A). Create 2 separate histograms to look at the distribution of data for sepal length and sepal width. Set binwidth to 0.05.
#Histogram for sepal length
ggplot(data = iris, aes(x = Sepal.Length)) +
geom_histogram(binwidth = 0.05)
#Histogram for sepal height
ggplot(data = iris, aes(x = Sepal.Width)) +
geom_histogram(binwidth = 0.05)
B). Colour the Sepal Length and Sepal Width histograms based on
Species (hint: do we use colour =
or fill =
?)
What do you notice about the plot? How does height and width vary
depending on Species?
# Histogram for sepal length
ggplot(data = iris, aes(x = Sepal.Length, fill = Species)) +
geom_histogram(binwidth = 0.05)
#Setosa species overall seem to be shorter in sepal length compared to Versicolor and Virginica
# Histogram for sepal height
ggplot(data = iris, aes(x = Sepal.Width, fill = Species)) +
geom_histogram(binwidth = 0.05)
#Setosa species overall seem to be wider in sepal width compared to versicolor and virginica
C). We want to explore if there is any relationship between the sepal length and sepal width in the iris dataset. Make a scatterplot to see whether there is a potential trend between the 2 variables. Does anything in the plot stand out to you?

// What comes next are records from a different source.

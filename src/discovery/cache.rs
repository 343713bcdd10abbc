use arc_swap::ArcSwapOption;
use indexmap::IndexMap;
use serde::{Deserialize, Serialize};
use std::sync::Arc;

use crate::catalog::Partition;

/// Candidates of one partition confirmed present on the device, in catalog order
#[derive(Debug, Clone, Default, PartialEq, Eq, Serialize, Deserialize)]
#[serde(transparent)]
pub struct ValidatedMapping {
    entries: IndexMap<String, String>,
}

impl ValidatedMapping {
    pub fn new(entries: IndexMap<String, String>) -> Self {
        Self { entries }
    }

    pub fn get(&self, id: &str) -> Option<&str> {
        self.entries.get(id).map(String::as_str)
    }

    pub fn contains_id(&self, id: &str) -> bool {
        self.entries.contains_key(id)
    }

    pub fn id_of(&self, name: &str) -> Option<&str> {
        self.entries
            .iter()
            .find(|(_, n)| n.as_str() == name)
            .map(|(id, _)| id.as_str())
    }

    pub fn ids(&self) -> Vec<String> {
        self.entries.keys().cloned().collect()
    }

    pub fn iter(&self) -> impl Iterator<Item = (&str, &str)> {
        self.entries.iter().map(|(id, name)| (id.as_str(), name.as_str()))
    }

    pub fn len(&self) -> usize {
        self.entries.len()
    }

    pub fn is_empty(&self) -> bool {
        self.entries.is_empty()
    }

    pub fn into_inner(self) -> IndexMap<String, String> {
        self.entries
    }
}

impl<K: Into<String>, V: Into<String>> FromIterator<(K, V)> for ValidatedMapping {
    fn from_iter<T: IntoIterator<Item = (K, V)>>(iter: T) -> Self {
        Self {
            entries: iter.into_iter().map(|(k, v)| (k.into(), v.into())).collect(),
        }
    }
}

/// Per-partition discovery state, one slot per `Partition::ALL` entry.
/// A slot is `None` until validated.
pub struct DiscoveryCache {
    slots: Vec<ArcSwapOption<ValidatedMapping>>,
}

impl DiscoveryCache {
    pub fn new() -> Self {
        Self {
            slots: Partition::ALL.iter().map(|_| ArcSwapOption::empty()).collect(),
        }
    }

    fn slot(&self, partition: Partition) -> &ArcSwapOption<ValidatedMapping> {
        &self.slots[partition.index()]
    }

    pub fn is_validated(&self, partition: Partition) -> bool {
        self.slot(partition).load().is_some()
    }

    pub fn read(&self, partition: Partition) -> Option<Arc<ValidatedMapping>> {
        self.slot(partition).load_full()
    }

    /// Only the gate holder for `partition` may call this during discovery.
    pub fn commit(&self, partition: Partition, mapping: ValidatedMapping) -> Arc<ValidatedMapping> {
        let mapping = Arc::new(mapping);
        self.slot(partition).store(Some(mapping.clone()));
        mapping
    }

    pub fn reset(&self, partition: Partition) {
        self.slot(partition).store(None);
    }

    pub fn reset_all(&self) {
        for slot in &self.slots {
            slot.store(None);
        }
    }

    /// Validated partitions with their mappings, in catalog order.
    pub fn snapshot(&self) -> Vec<(Partition, Arc<ValidatedMapping>)> {
        Partition::ALL
            .iter()
            .zip(&self.slots)
            .filter_map(|(p, slot)| slot.load_full().map(|m| (*p, m)))
            .collect()
    }
}

impl Default for DiscoveryCache {
    fn default() -> Self {
        Self::new()
    }
}

#[cfg(test)]
mod tests {
    use super::*;

    #[test]
    fn test_commit_then_read() {
        let cache = DiscoveryCache::new();
        assert!(!cache.is_validated(Partition::HotWaterConfig));
        assert!(cache.read(Partition::HotWaterConfig).is_none());

        let mapping: ValidatedMapping = [("1601", "eco_mode_selection")].into_iter().collect();
        cache.commit(Partition::HotWaterConfig, mapping.clone());

        assert!(cache.is_validated(Partition::HotWaterConfig));
        assert_eq!(*cache.read(Partition::HotWaterConfig).unwrap(), mapping);
        assert!(!cache.is_validated(Partition::HotWaterEssential));
    }

    #[test]
    fn test_reset_clears_mapping() {
        let cache = DiscoveryCache::new();
        cache.commit(Partition::Sensor, [("8700", "outside_temperature")].into_iter().collect());
        cache.commit(Partition::Device, [("6224", "device_identification")].into_iter().collect());

        cache.reset(Partition::Sensor);
        assert!(!cache.is_validated(Partition::Sensor));
        assert!(cache.is_validated(Partition::Device));

        cache.reset_all();
        assert!(cache.snapshot().is_empty());
    }

    #[test]
    fn test_mapping_preserves_order() {
        let mapping: ValidatedMapping = [("8830", "b"), ("1600", "a")].into_iter().collect();
        assert_eq!(mapping.ids(), vec!["8830".to_string(), "1600".to_string()]);
        assert_eq!(mapping.id_of("a"), Some("1600"));
    }
}
use std::collections::HashMap;
use std::sync::Arc;
use tokio::sync::Mutex;

use crate::catalog::Partition;

/// Per-partition discovery gate
pub type Gate = Arc<Mutex<()>>;

/// Hands out exactly one gate per partition for the lifetime of the table.
///
/// The table-wide lock only covers insert-if-absent; probes run under the
/// per-partition gate it returns.
#[derive(Default)]
pub struct GateTable {
    gates: Mutex<HashMap<Partition, Gate>>,
}

impl GateTable {
    pub fn new() -> Self {
        Self::default()
    }

    pub async fn get_or_create(&self, partition: Partition) -> Gate {
        let mut gates = self.gates.lock().await;
        gates.entry(partition).or_default().clone()
    }

    pub async fn len(&self) -> usize {
        self.gates.lock().await.len()
    }

    pub async fn is_empty(&self) -> bool {
        self.gates.lock().await.is_empty()
    }
}
//! All projections of one chat, computed together.

use log::debug;
use serde::Serialize;

use super::{
    DailyCount, EmojiCount, Heatmap, Overview, SenderCount, SentimentCounts, TopicCount,
    WordCloud, daily_counts, emoji_usage, overview, sentiment_counts, top_senders, top_topics,
    word_cloud,
};
use crate::Message;
use crate::config::AnalysisConfig;

/// The full analysis of a chat, one field per report section.
///
/// # Example
///
/// ```rust
/// use chatstats::analysis::Report;
/// use chatstats::config::AnalysisConfig;
/// use chatstats::parser::parse_chat;
///
/// let messages = parse_chat("06/02/2023, 9:15 PM - Alice: Great game tonight")?;
/// let report = Report::build(&messages, &AnalysisConfig::default());
///
/// assert_eq!(report.overview.total_messages, 1);
/// assert_eq!(report.sentiment.positive, 1);
/// assert_eq!(report.heatmap.total(), 1);
/// # Ok::<(), chatstats::ChatstatsError>(())
/// ```
#[derive(Debug, Clone, PartialEq, Serialize)]
pub struct Report {
    pub overview: Overview,
    pub word_cloud: WordCloud,
    pub top_senders: Vec<SenderCount>,
    pub daily_messages: Vec<DailyCount>,
    pub heatmap: Heatmap,
    pub emojis: Vec<EmojiCount>,
    pub topics: Vec<TopicCount>,
    pub sentiment: SentimentCounts,
}

impl Report {
    /// Runs every projection over `messages`.
    pub fn build(messages: &[Message], config: &AnalysisConfig) -> Self {
        let report = Self {
            overview: overview(messages, config),
            word_cloud: word_cloud(messages, config),
            top_senders: top_senders(messages, config.top_senders),
            daily_messages: daily_counts(messages),
            heatmap: Heatmap::from_messages(messages),
            emojis: emoji_usage(messages, config.top_emojis),
            topics: top_topics(messages, config),
            sentiment: sentiment_counts(messages, config),
        };

        debug!(
            "report: {} messages, {} participants, {} days, {} cloud words",
            report.overview.total_messages,
            report.overview.participants,
            report.daily_messages.len(),
            report.word_cloud.words().len()
        );

        report
    }

    /// Returns `true` if the report was built from an empty chat.
    pub fn is_empty(&self) -> bool {
        self.overview.total_messages == 0
    }
}
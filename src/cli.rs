//! Command-line interface definition using clap.
//!
//! This module defines:
//! - [`Args`] - CLI argument structure (for use with clap)
//! - [`ReportFormat`] - Report format options
//!
//! ```rust
//! use chatstats::cli::Args;
//! use clap::Parser;
//!
//! let args = Args::parse_from(["chatstats", "chat.txt", "--format", "json", "--top-senders", "3"]);
//! assert_eq!(args.input, "chat.txt");
//! assert_eq!(args.top_senders, Some(3));
//! ```

use clap::{Parser, ValueEnum};
use serde::{Deserialize, Serialize};

use crate::config::AnalysisConfig;
use crate::core::FilterConfig;
use crate::error::Result;

/// Descriptive statistics for WhatsApp chat exports: activity, senders,
/// emoji, topics and sentiment.
#[derive(Parser, Debug, Clone)]
#[command(name = "chatstats")]
#[command(version, about, long_about = None)]
#[command(after_help = "EXAMPLES:
    chatstats whatsapp_chat.txt
    chatstats chat.txt -f json -o report.json
    chatstats chat.txt --export-csv messages.csv
    chatstats chat.txt --after 2024-01-01 --from Alice
    cat chat.txt | chatstats -")]
pub struct Args {
    /// Path to the WhatsApp .txt export ("-" reads stdin)
    pub input: String,

    /// Report format
    #[arg(short, long, value_enum, default_value = "text")]
    pub format: ReportFormat,

    /// Write the report to this file instead of stdout
    #[arg(short, long, value_name = "FILE")]
    pub output: Option<String>,

    /// Also export the parsed messages as CSV
    #[arg(long, value_name = "FILE")]
    pub export_csv: Option<String>,

    /// TOML configuration file
    #[arg(short, long, value_name = "FILE")]
    pub config: Option<String>,

    /// Only messages on or after this date (YYYY-MM-DD)
    #[arg(long, value_name = "DATE")]
    pub after: Option<String>,

    /// Only messages on or before this date (YYYY-MM-DD)
    #[arg(long, value_name = "DATE")]
    pub before: Option<String>,

    /// Only messages from this sender (case-insensitive)
    #[arg(long, value_name = "USER")]
    pub from: Option<String>,

    /// Rows in the most active users table
    #[arg(long, value_name = "N")]
    pub top_senders: Option<usize>,

    /// Rows in the most discussed topics table
    #[arg(long, value_name = "N")]
    pub top_words: Option<usize>,

    /// Emojis shown in the emoji usage section
    #[arg(long, value_name = "N")]
    pub top_emojis: Option<usize>,

    /// Debug logging on stderr
    #[arg(short, long, conflicts_with = "quiet")]
    pub verbose: bool,

    /// No progress output or logs
    #[arg(short, long)]
    pub quiet: bool,
}

impl Args {
    /// Returns `true` if the chat is read from stdin.
    pub fn reads_stdin(&self) -> bool {
        self.input == "-"
    }

    /// Applies the command-line overrides on top of `config`.
    pub fn apply_overrides(&self, mut config: AnalysisConfig) -> AnalysisConfig {
        if let Some(n) = self.top_senders {
            config = config.with_top_senders(n);
        }
        if let Some(n) = self.top_words {
            config = config.with_top_words(n);
        }
        if let Some(n) = self.top_emojis {
            config = config.with_top_emojis(n);
        }
        config
    }

    /// Builds the filter from `--after`, `--before` and `--from`.
    pub fn filter_config(&self) -> Result<FilterConfig> {
        let mut filter = FilterConfig::new();
        if let Some(ref after) = self.after {
            filter = filter.with_date_from(after)?;
        }
        if let Some(ref before) = self.before {
            filter = filter.with_date_to(before)?;
        }
        if let Some(ref from) = self.from {
            filter = filter.with_sender(from.clone());
        }
        Ok(filter)
    }
}

/// Report format options.
///
/// ```rust
/// use chatstats::cli::ReportFormat;
///
/// let format = ReportFormat::Json;
/// println!("Extension: {}", format.extension()); // "json"
/// ```
#[derive(Debug, Clone, Copy, PartialEq, Eq, Hash, ValueEnum, Default, Serialize, Deserialize)]
#[serde(rename_all = "lowercase")]
pub enum ReportFormat {
    /// Sections with bar charts (default)
    #[default]
    #[value(alias = "txt")]
    Text,

    /// The full report as pretty JSON
    Json,
}

impl ReportFormat {
    /// Returns the file extension for this format (without dot).
    pub fn extension(&self) -> &'static str {
        crate::format::ReportFormat::from(*self).extension()
    }
}

impl std::fmt::Display for ReportFormat {
    fn fmt(&self, f: &mut std::fmt::Formatter<'_>) -> std::fmt::Result {
        std::fmt::Display::fmt(&crate::format::ReportFormat::from(*self), f)
    }
}

// Conversion to library format type
impl From<ReportFormat> for crate::format::ReportFormat {
    fn from(format: ReportFormat) -> crate::format::ReportFormat {
        match format {
            ReportFormat::Text => crate::format::ReportFormat::Text,
            ReportFormat::Json => crate::format::ReportFormat::Json,
        }
    }
}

ggplot(data = iris, aes(x = Sepal.Width, y = Sepal.Length)) +
geom_point()
#There are 2 main groups of data - could this separation potentially be due to another factor?
D). Colour the plot based on species. What do you notice about how the sepal length and width for different species?
ggplot(data = iris, aes(x = Sepal.Width, y = Sepal.Length, colour = Species)) +
geom_point()
#The Setosa species appears to be shorter and longer than the other species. However, we can not be completely certain whether this difference is significant or not without running statistical tests.
E). Add a linear trendline for each of the species
ggplot(data = iris, aes(x = Sepal.Width, y = Sepal.Length, color = Species)) +
geom_point() +
geom_smooth(method = "lm")
## `geom_smooth()` using formula = 'y ~ x'
A). How many observations do we have for each Species of iris? Create a bar graph to visualise this information.
ggplot(data = iris, aes(x = Species)) +
geom_bar()
B). Create a boxplot graph to visualise the petal length of each Species. What do you notice?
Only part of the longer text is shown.